Sur le site de la préfecture de l’Isère, un document de la Direction générale des étrangers en France précise que le demandeur peut fournir, pour attester du niveau de langue requis : un diplôme délivré par une autorité française attestant du niveau BEP /CAP, un «diplôme attestant d’un niveau de connaissance du français au moins équivalent au niveau B1 du Cadre européen commun de référence pour les langues du Conseil de l’Europe», une attestation datant de moins de deux ans à l’issue du test de connaissance du français (TCF) ou du test d’évaluation de français (TEF).
Test de 2013
Or, en ce qui concerne Vincent Lenoir, le test de français international (ETS global) qu’il a obtenu ne figure plus parmi les organismes certifiés demandés dans le cadre des procédures de naturalisation. Par ailleurs, son test date de 2013, alors que les autorités réclament une date d’examen inférieure à deux ans.
Pour sa femme, la préfecture juge que «le diplôme d’éducatrice belge ainsi qu’une attestation de suivi d’études en langue française établi par l’institut technique secondaire supérieur d’éducation physique de Bruxelles» ne correspond pas non plus aux exigences du décret.
Auprès de CheckNews, Martine Lenoir réagit : «La préfecture se défend en disant que nous sommes en tort et que les documents fournis n’attestent pas de notre niveau. Mais on ne nous dit pas quel document on doit donner ! Donc nous, en toute bonne foi, on avait fourni des attestations de diplômes et le test de Vincent. En fouillant, on a vu qu’il fallait passer un examen. Nous nous sommes inscrits pour la session de février.»

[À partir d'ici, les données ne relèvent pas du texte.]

impl EvacuationKpi {
    /// Computes evacuation KPIs.
    pub fn calculate(network: &FlowNetwork, flows: &[f64]) -> Self {
        let sum_over = |indices: Vec<usize>| -> f64 {
            indices
                .into_iter()
                .map(|i| flows.get(i).copied().unwrap_or(0.0))
                .sum()
        };

        let evacuated_per_source: BTreeMap<String, f64> = network
            .nodes_with_role(NodeRole::Source)
            .map(|n| (n.id.clone(), sum_over(network.outgoing(&n.id))))
            .collect();
        let received_per_sink: BTreeMap<String, f64> = network
            .nodes_with_role(NodeRole::Sink)
            .map(|n| (n.id.clone(), sum_over(network.incoming(&n.id))))
            .collect();

        let total_flow: f64 = received_per_sink.values().sum();
        let total_people = network.total_supply();

        Self {
            total_flow,
            evacuated_per_source,
            received_per_sink,
            total_people,
            percentage: ratio(total_flow, total_people) * 100.0,
        }
    }
}

/// Mission timetable indicators.
#[derive(Debug, Clone, PartialEq, Serialize, Deserialize)]
pub struct MissionKpi {
    /// Missions that received a start.
    pub scheduled: usize,
    /// Number of missions.
    pub total: usize,
    /// Σ priority of scheduled missions.
    pub total_priority: f64,
    /// Highest per-instant draw, per resource.
    pub peak_usage: BTreeMap<String, i64>,
    /// Σ usage / Σ availability over the horizon, per resource.
    pub utilization_by_resource: BTreeMap<String, f64>,
    /// Mean of the per-resource utilizations.
    pub avg_utilization: f64,
}

impl MissionKpi {
    /// Computes timetable KPIs.
    pub fn calculate(schedule: &MissionSchedule, missions: &[Mission], resources: &[MissionResource]) -> Self {
        let total_priority: f64 = missions
            .iter()
            .filter(|m| schedule.start_of(&m.id).is_some())
            .map(|m| m.priority)
            .sum();

        let mut peak_usage = BTreeMap::new();
        let mut utilization_by_resource = BTreeMap::new();
        for resource in resources {
            let mut used = 0i64;
            let mut available = 0i64;
            let mut peak = 0i64;
            for t in 0..schedule.horizon {
                let u = schedule.usage_at(&resource.id, t);
                used += u;
                peak = peak.max(u);
                available += resource.available_at(t).max(0);
            }
            peak_usage.insert(resource.id.clone(), peak);
            utilization_by_resource.insert(resource.id.clone(), ratio(used as f64, available as f64));
        }

        let avg_utilization = ratio(
            utilization_by_resource.values().sum(),
            utilization_by_resource.len() as f64,
        );

        Self {
            scheduled: schedule.scheduled_count(),
            total: missions.len(),
            total_priority,
            peak_usage,
            utilization_by_resource,
            avg_utilization,
        }
    }
}

/// Staffing indicators.
#[derive(Debug, Clone, PartialEq, Serialize, Deserialize)]
pub struct StaffingKpi {
    /// Number of hired candidates.
    pub hired: usize,
    /// Σ hire cost of hired candidates.
    pub hire_cost: f64,
    /// Σ per-shift cost of worked shifts.
    pub shift_cost: f64,
    /// Hired candidates per qualification.
    pub headcount_by_skill: BTreeMap<String, usize>,
    /// Worked shifts per hired candidate.
    pub shifts_by_candidate: BTreeMap<String, usize>,
    /// Share of positive-demand slots whose demand is met, as a percentage.
    pub demand_met_pct: f64,
}

impl StaffingKpi {
    /// Computes staffing KPIs.
    pub fn calculate(
        calendar: &StaffingCalendar,
        demand: &StaffingDemand,
        candidates: &[Candidate],
        hired: &[String],
        roster: &ShiftRoster,
    ) -> Self {
        let hired_candidates: Vec<&Candidate> = candidates
            .iter()
            .filter(|c| hired.contains(&c.id))
            .collect();

        let mut headcount_by_skill: BTreeMap<String, usize> =
            calendar.skills.iter().map(|k| (k.clone(), 0)).collect();
        for c in &hired_candidates {
            for skill in &c.qualifications {
                *headcount_by_skill.entry(skill.clone()).or_insert(0) += 1;
            }
        }

        let shift_cost: f64 = roster
            .assignments
            .iter()
            .filter_map(|a| {
                candidates
                    .iter()
                    .find(|c| c.id == a.candidate_id)
                    .map(|c| c.shift_cost(&a.shift))
            })
            .sum();

        let positive: Vec<_> = demand.entries.iter().filter(|e| e.required > 0).collect();
        let met = positive
            .iter()
            .filter(|e| {
                let staffed = roster
                    .staffed(&e.day, &e.shift)
                    .into_iter()
                    .filter(|id| {
                        candidates
                            .iter()
                            .any(|c| c.id == *id && c.is_qualified(&e.skill))
                    })
                    .count();
                staffed >= e.required as usize
            })
            .count();

        Self {
            hired: hired_candidates.len(),
            hire_cost: hired_candidates.iter().map(|c| c.hire_cost).sum(),
            shift_cost,
            headcount_by_skill,
            shifts_by_candidate: hired_candidates
                .iter()
                .map(|c| (c.id.clone(), roster.shift_count(&c.id)))
                .collect(),
            demand_met_pct: if positive.is_empty() {
                100.0
            } else {
                met as f64 / positive.len() as f64 * 100.0
            },
        }
    }
}

/// Production mix indicators.
///
/// `quantities` is indexed like the product slice.
#[derive(Debug, Clone, PartialEq, Serialize, Deserialize)]
pub struct ProductionKpi {
    /// Σ profit · quantity.
    pub total_profit: f64,
    /// Products made in a quantity above the activity epsilon.
    pub products_made: usize,
    /// Σ need · quantity, per resource.
    pub usage_by_resource: BTreeMap<String, f64>,
    /// Usage over availability, per resource.
    pub utilization_by_resource: BTreeMap<String, f64>,
    /// Resources used up to within the activity epsilon, in input order.
    pub binding_resources: Vec<String>,
}

impl ProductionKpi {
    /// Computes production KPIs.
    pub fn calculate(products: &[Product], resources: &[ProductionResource], quantities: &[f64]) -> Self {
        let mut usage_by_resource = BTreeMap::new();
        let mut utilization_by_resource = BTreeMap::new();
        let mut binding_resources = Vec::new();
        for r in resources {
            let used: f64 = products
                .iter()
                .zip(quantities)
                .map(|(p, &q)| p.need(&r.id) * q)
                .sum();
            if used > 0.0 && r.available - used <= ACTIVITY_EPSILON {
                binding_resources.push(r.id.clone());
            }
            usage_by_resource.insert(r.id.clone(), used);
            utilization_by_resource.insert(r.id.clone(), ratio(used, r.available));
        }

        Self {
            total_profit: products.iter().zip(quantities).map(|(p, &q)| p.profit * q).sum(),
            products_made: quantities.iter().filter(|&&q| q > ACTIVITY_EPSILON).count(),
            usage_by_resource,
            utilization_by_resource,
            binding_resources,
        }
    }
}

#[cfg(test)]
mod tests {
    use super::*;
    use crate::models::{Edge, Node};

    fn line() -> FlowNetwork {
        FlowNetwork::new()
            .with_node(Node::source("source", 0.0))
            .with_node(Node::intermediate("mid"))
            .with_node(Node::sink("sink"))
            .with_edge(Edge::new("source", "mid", 10.0).with_cost(2.0).with_time(4.0))
            .with_edge(Edge::new("mid", "sink", 5.0).with_cost(3.0).with_time(6.0))
    }

    #[test]
    fn test_flow_kpi() {
        let kpi = FlowKpi::calculate(&line(), &[5.0, 5.0], 5.0);
        assert!((kpi.total_cost - 25.0).abs() < 1e-9);
        assert!((kpi.avg_latency - 5.0).abs() < 1e-9);
        assert_eq!(kpi.active_links, 2);
        assert!((kpi.total_flow - 10.0).abs() < 1e-9);
        assert!((kpi.avg_utilization - 10.0 / 15.0).abs() < 1e-9);
        assert!((kpi.demand_satisfied_pct - 100.0).abs() < 1e-9);
    }

    #[test]
    fn test_zero_flow_and_capacity_are_zero_not_nan() {
        let kpi = FlowKpi::calculate(&line(), &[0.0, 0.0], 0.0);
        assert_eq!(kpi.avg_latency, 0.0);
        assert_eq!(kpi.active_links, 0);
        assert_eq!(kpi.demand_satisfied_pct, 0.0);

        let empty = FlowKpi::calculate(&FlowNetwork::new(), &[], 5.0);
        assert_eq!(empty.avg_utilization, 0.0);
    }

    #[test]
    fn test_noise_below_epsilon_is_inactive() {
        let kpi = FlowKpi::calculate(&line(), &[0.005, 0.0], 5.0);
        assert_eq!(kpi.active_links, 0);
        assert_eq!(kpi.avg_latency, 0.0);
    }

    #[test]
    fn test_evacuation_kpi() {
        let net = FlowNetwork::new()
            .with_node(Node::source("A", 30.0))
            .with_node(Node::source("B", 10.0))
            .with_node(Node::intermediate("hall"))
            .with_node(Node::sink("exit"))
            .with_edge(Edge::new("A", "hall", 20.0))
            .with_edge(Edge::new("B", "hall", 20.0))
            .with_edge(Edge::new("hall", "exit", 40.0));
        let kpi = EvacuationKpi::calculate(&net, &[20.0, 10.0, 30.0]);
        assert_eq!(kpi.evacuated_per_source["A"], 20.0);
        assert_eq!(kpi.received_per_sink["exit"], 30.0);
        assert_eq!(kpi.total_people, 40.0);
        assert!((kpi.percentage - 75.0).abs() < 1e-9);
    }

    #[test]
    fn test_mission_kpi() {
        let missions = vec![
            Mission::new("M1", 2).with_priority(3.0).with_requirement("drones", 2),
            Mission::new("M2", 1).with_priority(1.0),
        ];
        let resources = vec![MissionResource::new("drones", 4)];
        let mut schedule = MissionSchedule::new(4);
        schedule.record("M1", Some(1), 2);
        schedule.record("M2", None, 1);
        schedule.usage.insert("drones".into(), vec![0, 2, 2, 0]);

        let kpi = MissionKpi::calculate(&schedule, &missions, &resources);
        assert_eq!((kpi.scheduled, kpi.total), (1, 2));
        assert_eq!(kpi.total_priority, 3.0);
        assert_eq!(kpi.peak_usage["drones"], 2);
        assert!((kpi.utilization_by_resource["drones"] - 0.25).abs() < 1e-9);
    }

    #[test]
    fn test_production_kpi() {
        let products = vec![
            Product::new("doors", 3.0).with_need("plant1", 1.0).with_need("plant3", 3.0),
            Product::new("windows", 5.0).with_need("plant2", 2.0).with_need("plant3", 2.0),
        ];
        let resources = vec![
            ProductionResource::new("plant1", 4.0),
            ProductionResource::new("plant2", 12.0),
            ProductionResource::new("plant3", 18.0),
            ProductionResource::new("spare", 0.0),
        ];
        let kpi = ProductionKpi::calculate(&products, &resources, &[2.0, 6.0]);
        assert!((kpi.total_profit - 36.0).abs() < 1e-9);
        assert_eq!(kpi.products_made, 2);
        assert_eq!(kpi.usage_by_resource["plant3"], 18.0);
        assert!((kpi.utilization_by_resource["plant1"] - 0.5).abs() < 1e-9);
        assert_eq!(kpi.utilization_by_resource["spare"], 0.0);
        assert_eq!(kpi.binding_resources, vec!["plant2", "plant3"]);
    }

    #[test]
    fn test_staffing_kpi() {
        let calendar = StaffingCalendar::weekly();
        let demand = StaffingDemand::new()
            .with("Mon", "Morning", "nurse", 1)
            .with("Mon", "Guard", "doctor", 1);
        let candidates = vec![
            Candidate::new("N1", 1000.0).with_skill("nurse").with_shift_cost("Morning", 80.0),
            Candidate::new("D1", 2000.0).with_skill("doctor"),
        ];
        let mut roster = ShiftRoster::new();
        roster.assign("N1", "Mon", "Morning");

        let kpi = StaffingKpi::calculate(&calendar, &demand, &candidates, &["N1".to_string()], &roster);
        assert_eq!(kpi.hired, 1);
        assert_eq!(kpi.hire_cost, 1000.0);
        assert_eq!(kpi.shift_cost, 80.0);
        assert_eq!(kpi.headcount_by_skill["nurse"], 1);
        assert_eq!(kpi.headcount_by_skill["doctor"], 0);
        assert_eq!(kpi.shifts_by_candidate["N1"], 1);
        assert!((kpi.demand_met_pct - 50.0).abs() < 1e-9);
    }
}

Problème, selon elle : «Le temps de passer l’examen, le délai accordé après notre recours sera dépassé. Nous devrons donc repartir pour un tour.» Et de décrire un imbroglio administratif absurde : «C’est le serpent qui se mord la queue.» En face, la préfecture maintient que «l’acquisition de la nationalité française n’est pas un processus anodin et requiert la fourniture de documents précis. Cette procédure longue, nécessite un grand nombre de vérifications, et cela quelle que soit la nationalité d’origine du demandeur».
Elle assure toutefois qu’il s’agit d’un «refus temporaire» et indique, ce qui nous a été confirmé par le couple, qu’un rendez-vous a été fixé la semaine prochaine afin de faire le point sur les documents attendus.